§ Given data
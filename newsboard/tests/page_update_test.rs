use common::PageConfig;
use newsboard::error::UpdateError;
use newsboard::page::update_page_at;
use newsboard::render::NEWS_UNAVAILABLE;
use std::fs;
use std::path::Path;

const TEMPLATE: &str = r#"<html><body>
<h1>Daily news</h1>
<div id="news"></div>
<p>Last updated: <!-- 腳本會插入時間 --></p>
</body></html>"#;

const STAMP: &str = "2026-10-16 08:30:00 (台灣時間)";

fn write_page(dir: &Path, html: &str) -> std::path::PathBuf {
    let path = dir.join("index.html");
    fs::write(&path, html).expect("write page");
    path
}

fn items(names: &[&str]) -> Vec<String> {
    names.iter().map(|n| format!("<li>{n}</li>")).collect()
}

#[tokio::test]
async fn test_items_and_timestamp_are_injected() {
    let dir = tempfile::tempdir().expect("tempdir");
    let path = write_page(dir.path(), TEMPLATE);
    let config = PageConfig::default();

    let update = update_page_at(&path, &config, &items(&["a", "b"]), STAMP)
        .await
        .expect("update page");

    assert_eq!(update.items, 2);
    assert!(update.news_replaced && update.timestamp_replaced);

    let html = fs::read_to_string(&path).expect("read page");
    assert!(html.contains(r#"<div id="news"><ol><li>a</li><li>b</li></ol></div>"#));
    assert!(html.contains(&format!("<p>Last updated: {STAMP}</p>")));
    assert!(!html.contains("<!-- 腳本會插入時間 -->"));
    assert!(html.starts_with("<html><body>\n<h1>Daily news</h1>"));
}

#[tokio::test]
async fn test_rerun_replaces_previous_news() {
    let dir = tempfile::tempdir().expect("tempdir");
    let path = write_page(dir.path(), TEMPLATE);
    let config = PageConfig::default();

    update_page_at(&path, &config, &items(&["old one", "old two"]), STAMP)
        .await
        .expect("first update");
    update_page_at(&path, &config, &items(&["fresh"]), STAMP)
        .await
        .expect("second update");

    let html = fs::read_to_string(&path).expect("read page");
    assert!(html.contains(r#"<div id="news"><ol><li>fresh</li></ol></div>"#));
    assert!(!html.contains("old one"));
    assert_eq!(html.matches(r#"<div id="news">"#).count(), 1);
}

#[tokio::test]
async fn test_empty_items_show_fallback_and_still_stamp() {
    let dir = tempfile::tempdir().expect("tempdir");
    let path = write_page(dir.path(), TEMPLATE);

    let update = update_page_at(&path, &PageConfig::default(), &[], STAMP)
        .await
        .expect("update page");
    assert_eq!(update.items, 0);

    let html = fs::read_to_string(&path).expect("read page");
    assert!(html.contains(&format!(r#"<div id="news">{NEWS_UNAVAILABLE}</div>"#)));
    assert!(html.contains(STAMP));
}

#[tokio::test]
async fn test_markers_are_substituted_independently() {
    let dir = tempfile::tempdir().expect("tempdir");
    let page = "<main>static</main><footer><!-- 腳本會插入時間 --></footer>";
    let path = write_page(dir.path(), page);

    let update = update_page_at(&path, &PageConfig::default(), &items(&["a"]), STAMP)
        .await
        .expect("update page");
    assert!(!update.news_replaced);
    assert!(update.timestamp_replaced);

    let html = fs::read_to_string(&path).expect("read page");
    assert_eq!(html, format!("<main>static</main><footer>{STAMP}</footer>"));
}

#[tokio::test]
async fn test_hand_written_container_is_not_rewritten() {
    let dir = tempfile::tempdir().expect("tempdir");
    let page = r#"<div id="news"><div class="card">Loading</div></div><footer><!-- 腳本會插入時間 --></footer>"#;
    let path = write_page(dir.path(), page);

    let update = update_page_at(&path, &PageConfig::default(), &items(&["a"]), STAMP)
        .await
        .expect("update page");
    assert!(!update.news_replaced);

    let html = fs::read_to_string(&path).expect("read page");
    assert_eq!(
        html,
        format!(r#"<div id="news"><div class="card">Loading</div></div><footer>{STAMP}</footer>"#)
    );
    assert_eq!(html.matches("<div").count(), html.matches("</div>").count());
}

#[tokio::test]
async fn test_missing_page_is_not_created() {
    let dir = tempfile::tempdir().expect("tempdir");
    let path = dir.path().join("index.html");

    let result = update_page_at(&path, &PageConfig::default(), &items(&["a"]), STAMP).await;

    assert!(matches!(result, Err(UpdateError::NotFound(_))));
    assert!(!path.exists());
    assert_eq!(fs::read_dir(dir.path()).expect("read dir").count(), 0);
}

#[tokio::test]
async fn test_no_temp_file_left_behind() {
    let dir = tempfile::tempdir().expect("tempdir");
    let path = write_page(dir.path(), TEMPLATE);

    update_page_at(&path, &PageConfig::default(), &items(&["a"]), STAMP)
        .await
        .expect("update page");

    let names: Vec<String> = fs::read_dir(dir.path())
        .expect("read dir")
        .map(|e| e.expect("entry").file_name().to_string_lossy().into_owned())
        .collect();
    assert_eq!(names, vec!["index.html".to_string()]);
}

§ What is being asked
For each line in the data that contains the string "matches", give a copy of that line.

§ Result of the task
    assert_eq!(html.matches(r#"<div id="news">"#).count(), 1);
    assert_eq!(html.matches("<div").count(), html.matches("</div>").count());
    assert!(matches!(result, Err(UpdateError::NotFound(_))));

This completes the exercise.